AIM OF THE TASK:
Look through the records below for the line holding "filename src/raster/geotiff.rs". Write it out exactly, with each following line through the line holding "pub const GEO_KEY_DIRECTORY: u16 = 34735;".

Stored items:
--------
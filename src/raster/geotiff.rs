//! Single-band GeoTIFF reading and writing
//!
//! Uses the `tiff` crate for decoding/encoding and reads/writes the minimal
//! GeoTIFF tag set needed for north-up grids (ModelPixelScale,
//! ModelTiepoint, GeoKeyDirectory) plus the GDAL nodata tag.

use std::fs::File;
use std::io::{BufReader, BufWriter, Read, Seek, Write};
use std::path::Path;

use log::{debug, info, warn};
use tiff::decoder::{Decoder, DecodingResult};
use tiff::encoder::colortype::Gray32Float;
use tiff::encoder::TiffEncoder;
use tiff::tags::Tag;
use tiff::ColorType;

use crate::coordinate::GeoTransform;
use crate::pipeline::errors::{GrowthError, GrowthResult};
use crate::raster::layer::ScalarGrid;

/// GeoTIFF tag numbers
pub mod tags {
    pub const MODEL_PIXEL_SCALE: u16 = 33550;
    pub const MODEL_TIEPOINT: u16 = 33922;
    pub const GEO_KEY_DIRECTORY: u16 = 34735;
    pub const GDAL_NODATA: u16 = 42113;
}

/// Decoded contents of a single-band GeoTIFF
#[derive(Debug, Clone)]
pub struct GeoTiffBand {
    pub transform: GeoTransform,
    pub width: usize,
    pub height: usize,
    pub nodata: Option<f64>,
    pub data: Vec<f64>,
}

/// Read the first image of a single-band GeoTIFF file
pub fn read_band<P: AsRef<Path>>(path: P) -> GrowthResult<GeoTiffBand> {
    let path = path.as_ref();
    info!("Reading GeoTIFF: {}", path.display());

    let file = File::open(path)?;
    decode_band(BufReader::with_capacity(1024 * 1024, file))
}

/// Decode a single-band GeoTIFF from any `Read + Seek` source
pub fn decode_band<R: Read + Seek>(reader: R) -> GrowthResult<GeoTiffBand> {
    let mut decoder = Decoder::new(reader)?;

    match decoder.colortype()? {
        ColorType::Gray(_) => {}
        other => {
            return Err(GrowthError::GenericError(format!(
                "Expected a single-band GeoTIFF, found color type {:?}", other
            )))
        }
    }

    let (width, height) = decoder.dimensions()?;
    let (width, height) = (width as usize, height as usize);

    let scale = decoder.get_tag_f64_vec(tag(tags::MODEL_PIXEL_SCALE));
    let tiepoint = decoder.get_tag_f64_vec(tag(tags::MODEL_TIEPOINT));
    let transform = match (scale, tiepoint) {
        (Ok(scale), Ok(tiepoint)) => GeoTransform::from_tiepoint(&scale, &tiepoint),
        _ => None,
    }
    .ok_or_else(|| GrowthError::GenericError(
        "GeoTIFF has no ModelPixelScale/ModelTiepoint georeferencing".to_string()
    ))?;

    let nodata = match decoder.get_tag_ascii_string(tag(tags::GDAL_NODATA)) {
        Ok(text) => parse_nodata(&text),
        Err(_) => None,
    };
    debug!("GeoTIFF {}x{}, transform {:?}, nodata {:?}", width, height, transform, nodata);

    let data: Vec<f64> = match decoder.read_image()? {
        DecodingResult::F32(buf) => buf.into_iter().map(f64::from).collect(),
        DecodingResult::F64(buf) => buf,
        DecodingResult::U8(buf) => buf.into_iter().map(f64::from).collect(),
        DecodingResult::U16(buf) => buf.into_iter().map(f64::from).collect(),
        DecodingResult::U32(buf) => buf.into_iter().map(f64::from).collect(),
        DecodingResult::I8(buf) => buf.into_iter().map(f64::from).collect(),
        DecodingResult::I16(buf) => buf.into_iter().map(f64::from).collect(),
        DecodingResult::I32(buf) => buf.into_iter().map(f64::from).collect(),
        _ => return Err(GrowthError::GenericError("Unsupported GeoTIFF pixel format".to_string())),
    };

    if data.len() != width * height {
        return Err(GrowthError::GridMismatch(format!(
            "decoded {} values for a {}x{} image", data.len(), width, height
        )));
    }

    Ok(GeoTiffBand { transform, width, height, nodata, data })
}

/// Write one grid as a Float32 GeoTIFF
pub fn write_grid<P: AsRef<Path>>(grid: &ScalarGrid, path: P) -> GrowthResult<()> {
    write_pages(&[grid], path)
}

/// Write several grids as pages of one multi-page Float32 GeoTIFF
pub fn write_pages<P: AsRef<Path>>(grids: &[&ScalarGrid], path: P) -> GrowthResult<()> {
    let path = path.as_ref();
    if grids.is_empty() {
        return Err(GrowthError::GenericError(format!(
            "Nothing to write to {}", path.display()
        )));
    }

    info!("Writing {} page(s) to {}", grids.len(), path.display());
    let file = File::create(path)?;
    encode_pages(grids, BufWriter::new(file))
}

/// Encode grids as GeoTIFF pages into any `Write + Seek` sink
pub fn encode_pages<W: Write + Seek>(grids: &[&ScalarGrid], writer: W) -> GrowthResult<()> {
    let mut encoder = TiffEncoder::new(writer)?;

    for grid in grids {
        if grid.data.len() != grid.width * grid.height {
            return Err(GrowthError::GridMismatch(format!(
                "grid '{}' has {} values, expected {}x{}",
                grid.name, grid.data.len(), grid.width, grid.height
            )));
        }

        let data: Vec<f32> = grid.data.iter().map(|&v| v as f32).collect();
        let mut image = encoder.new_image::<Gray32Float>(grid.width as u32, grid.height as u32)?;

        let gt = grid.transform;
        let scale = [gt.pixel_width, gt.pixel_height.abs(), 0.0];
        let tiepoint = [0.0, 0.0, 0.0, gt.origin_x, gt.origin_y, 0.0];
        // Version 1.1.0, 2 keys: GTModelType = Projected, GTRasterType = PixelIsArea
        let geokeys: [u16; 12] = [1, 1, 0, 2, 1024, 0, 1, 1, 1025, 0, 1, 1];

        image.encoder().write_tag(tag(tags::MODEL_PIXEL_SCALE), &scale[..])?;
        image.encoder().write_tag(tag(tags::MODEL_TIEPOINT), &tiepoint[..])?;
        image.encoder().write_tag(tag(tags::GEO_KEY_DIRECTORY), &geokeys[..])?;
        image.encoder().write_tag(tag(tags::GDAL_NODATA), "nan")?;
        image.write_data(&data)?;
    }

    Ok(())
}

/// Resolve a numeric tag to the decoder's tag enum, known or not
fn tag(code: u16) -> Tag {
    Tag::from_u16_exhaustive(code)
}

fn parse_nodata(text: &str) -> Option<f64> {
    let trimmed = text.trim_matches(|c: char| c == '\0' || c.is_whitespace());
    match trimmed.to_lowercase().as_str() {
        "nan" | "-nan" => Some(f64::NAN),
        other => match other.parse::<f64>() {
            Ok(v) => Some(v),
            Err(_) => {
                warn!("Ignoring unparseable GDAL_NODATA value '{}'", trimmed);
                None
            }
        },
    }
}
--------
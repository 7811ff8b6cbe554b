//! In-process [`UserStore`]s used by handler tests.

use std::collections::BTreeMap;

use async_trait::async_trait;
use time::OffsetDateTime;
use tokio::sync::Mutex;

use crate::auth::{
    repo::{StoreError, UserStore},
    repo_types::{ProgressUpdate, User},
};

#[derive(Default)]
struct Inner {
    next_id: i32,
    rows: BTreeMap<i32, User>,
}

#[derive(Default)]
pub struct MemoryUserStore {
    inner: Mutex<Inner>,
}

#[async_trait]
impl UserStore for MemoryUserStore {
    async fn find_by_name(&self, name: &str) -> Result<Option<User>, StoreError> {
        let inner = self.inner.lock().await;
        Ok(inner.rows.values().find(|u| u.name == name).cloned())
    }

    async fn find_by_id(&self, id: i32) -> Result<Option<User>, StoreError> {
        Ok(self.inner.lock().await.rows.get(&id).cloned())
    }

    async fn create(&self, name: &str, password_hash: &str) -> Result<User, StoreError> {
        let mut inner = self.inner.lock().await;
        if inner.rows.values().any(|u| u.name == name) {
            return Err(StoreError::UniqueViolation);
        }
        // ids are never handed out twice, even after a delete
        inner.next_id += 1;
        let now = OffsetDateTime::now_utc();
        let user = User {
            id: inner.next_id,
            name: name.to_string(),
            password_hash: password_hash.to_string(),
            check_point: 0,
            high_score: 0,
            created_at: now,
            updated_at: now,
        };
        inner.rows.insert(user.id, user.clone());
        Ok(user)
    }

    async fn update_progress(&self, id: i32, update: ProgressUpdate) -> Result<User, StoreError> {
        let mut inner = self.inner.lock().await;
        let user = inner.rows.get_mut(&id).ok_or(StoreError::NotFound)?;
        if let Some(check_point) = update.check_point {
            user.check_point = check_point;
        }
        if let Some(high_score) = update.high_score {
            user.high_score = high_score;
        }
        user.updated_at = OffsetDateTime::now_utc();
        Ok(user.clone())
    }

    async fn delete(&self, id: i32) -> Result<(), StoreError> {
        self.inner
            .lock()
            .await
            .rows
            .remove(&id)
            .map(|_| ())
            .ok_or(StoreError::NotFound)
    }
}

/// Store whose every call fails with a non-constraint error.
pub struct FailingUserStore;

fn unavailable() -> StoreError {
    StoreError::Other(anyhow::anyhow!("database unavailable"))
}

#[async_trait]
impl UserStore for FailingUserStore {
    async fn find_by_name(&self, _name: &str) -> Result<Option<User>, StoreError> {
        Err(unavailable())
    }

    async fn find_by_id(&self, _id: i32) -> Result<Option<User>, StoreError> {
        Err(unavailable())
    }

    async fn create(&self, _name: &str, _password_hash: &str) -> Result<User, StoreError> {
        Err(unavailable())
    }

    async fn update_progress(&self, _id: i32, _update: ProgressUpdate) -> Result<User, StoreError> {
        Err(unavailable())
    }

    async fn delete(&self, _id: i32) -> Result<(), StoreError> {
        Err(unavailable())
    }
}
--------
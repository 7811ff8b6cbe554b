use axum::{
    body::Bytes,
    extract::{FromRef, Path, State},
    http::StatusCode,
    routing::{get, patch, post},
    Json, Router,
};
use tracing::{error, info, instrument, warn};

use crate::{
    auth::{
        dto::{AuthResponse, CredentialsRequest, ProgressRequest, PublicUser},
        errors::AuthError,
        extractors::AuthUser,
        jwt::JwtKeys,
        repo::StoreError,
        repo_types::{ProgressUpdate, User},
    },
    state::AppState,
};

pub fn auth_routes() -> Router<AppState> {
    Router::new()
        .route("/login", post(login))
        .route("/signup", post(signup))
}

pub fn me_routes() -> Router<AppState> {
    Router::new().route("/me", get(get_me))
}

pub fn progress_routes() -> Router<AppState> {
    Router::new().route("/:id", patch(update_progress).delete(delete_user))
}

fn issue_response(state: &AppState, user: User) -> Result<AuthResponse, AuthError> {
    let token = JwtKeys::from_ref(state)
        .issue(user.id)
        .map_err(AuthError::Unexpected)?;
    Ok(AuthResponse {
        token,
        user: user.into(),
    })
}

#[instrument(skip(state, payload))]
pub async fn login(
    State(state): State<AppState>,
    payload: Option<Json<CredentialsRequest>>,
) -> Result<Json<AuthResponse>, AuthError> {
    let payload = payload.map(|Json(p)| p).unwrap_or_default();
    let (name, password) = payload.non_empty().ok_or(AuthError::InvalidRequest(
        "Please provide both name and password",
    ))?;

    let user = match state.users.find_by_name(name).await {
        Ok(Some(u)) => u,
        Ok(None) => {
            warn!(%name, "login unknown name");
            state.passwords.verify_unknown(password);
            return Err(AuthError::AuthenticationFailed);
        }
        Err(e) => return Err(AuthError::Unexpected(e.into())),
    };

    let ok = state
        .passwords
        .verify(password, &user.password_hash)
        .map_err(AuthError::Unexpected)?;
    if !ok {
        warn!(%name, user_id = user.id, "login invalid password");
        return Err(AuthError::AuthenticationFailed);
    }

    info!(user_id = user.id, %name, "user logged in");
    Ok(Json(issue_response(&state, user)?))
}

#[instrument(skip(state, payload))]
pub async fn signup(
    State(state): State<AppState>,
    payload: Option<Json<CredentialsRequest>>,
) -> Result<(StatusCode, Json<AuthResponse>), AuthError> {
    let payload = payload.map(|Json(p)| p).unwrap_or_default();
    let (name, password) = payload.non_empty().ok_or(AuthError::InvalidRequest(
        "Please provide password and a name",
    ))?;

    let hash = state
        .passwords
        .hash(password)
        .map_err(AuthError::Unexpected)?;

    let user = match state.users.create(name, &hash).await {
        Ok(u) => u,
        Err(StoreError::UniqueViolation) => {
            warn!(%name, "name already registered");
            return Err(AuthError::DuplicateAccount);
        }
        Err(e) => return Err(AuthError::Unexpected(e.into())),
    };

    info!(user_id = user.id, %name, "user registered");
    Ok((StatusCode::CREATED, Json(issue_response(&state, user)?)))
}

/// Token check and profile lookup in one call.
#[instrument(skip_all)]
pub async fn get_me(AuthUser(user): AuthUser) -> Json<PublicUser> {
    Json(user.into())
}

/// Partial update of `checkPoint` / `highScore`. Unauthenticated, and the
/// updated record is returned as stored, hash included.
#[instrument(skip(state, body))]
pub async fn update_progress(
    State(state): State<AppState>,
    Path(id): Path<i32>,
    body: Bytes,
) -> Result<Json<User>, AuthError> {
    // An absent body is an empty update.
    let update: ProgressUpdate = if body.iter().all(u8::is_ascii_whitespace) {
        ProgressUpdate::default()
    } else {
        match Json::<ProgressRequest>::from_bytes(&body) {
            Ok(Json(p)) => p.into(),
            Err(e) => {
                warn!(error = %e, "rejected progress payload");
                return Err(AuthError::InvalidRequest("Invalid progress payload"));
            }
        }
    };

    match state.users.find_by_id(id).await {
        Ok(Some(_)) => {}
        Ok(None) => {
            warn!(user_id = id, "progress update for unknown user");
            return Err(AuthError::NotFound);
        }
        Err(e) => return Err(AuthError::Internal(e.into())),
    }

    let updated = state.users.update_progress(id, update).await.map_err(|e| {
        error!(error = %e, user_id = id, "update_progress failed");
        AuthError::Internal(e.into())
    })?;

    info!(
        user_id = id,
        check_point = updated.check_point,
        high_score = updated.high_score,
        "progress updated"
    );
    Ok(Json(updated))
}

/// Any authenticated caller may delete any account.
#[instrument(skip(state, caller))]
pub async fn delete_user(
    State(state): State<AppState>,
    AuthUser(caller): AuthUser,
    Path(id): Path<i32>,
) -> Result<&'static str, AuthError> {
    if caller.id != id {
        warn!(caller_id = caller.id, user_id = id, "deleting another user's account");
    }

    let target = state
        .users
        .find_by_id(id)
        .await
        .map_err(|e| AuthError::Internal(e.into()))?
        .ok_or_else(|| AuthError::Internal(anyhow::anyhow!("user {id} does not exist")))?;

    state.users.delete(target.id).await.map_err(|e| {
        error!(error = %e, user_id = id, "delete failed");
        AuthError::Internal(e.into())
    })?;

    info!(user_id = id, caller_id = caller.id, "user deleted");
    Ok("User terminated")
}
--------
EXERCISE SOLUTION:
filename src/raster/geotiff.rs
//! Single-band GeoTIFF reading and writing
//!
//! Uses the `tiff` crate for decoding/encoding and reads/writes the minimal
//! GeoTIFF tag set needed for north-up grids (ModelPixelScale,
//! ModelTiepoint, GeoKeyDirectory) plus the GDAL nodata tag.

use std::fs::File;
use std::io::{BufReader, BufWriter, Read, Seek, Write};
use std::path::Path;

use log::{debug, info, warn};
use tiff::decoder::{Decoder, DecodingResult};
use tiff::encoder::colortype::Gray32Float;
use tiff::encoder::TiffEncoder;
use tiff::tags::Tag;
use tiff::ColorType;

use crate::coordinate::GeoTransform;
use crate::pipeline::errors::{GrowthError, GrowthResult};
use crate::raster::layer::ScalarGrid;

/// GeoTIFF tag numbers
pub mod tags {
    pub const MODEL_PIXEL_SCALE: u16 = 33550;
    pub const MODEL_TIEPOINT: u16 = 33922;
    pub const GEO_KEY_DIRECTORY: u16 = 34735;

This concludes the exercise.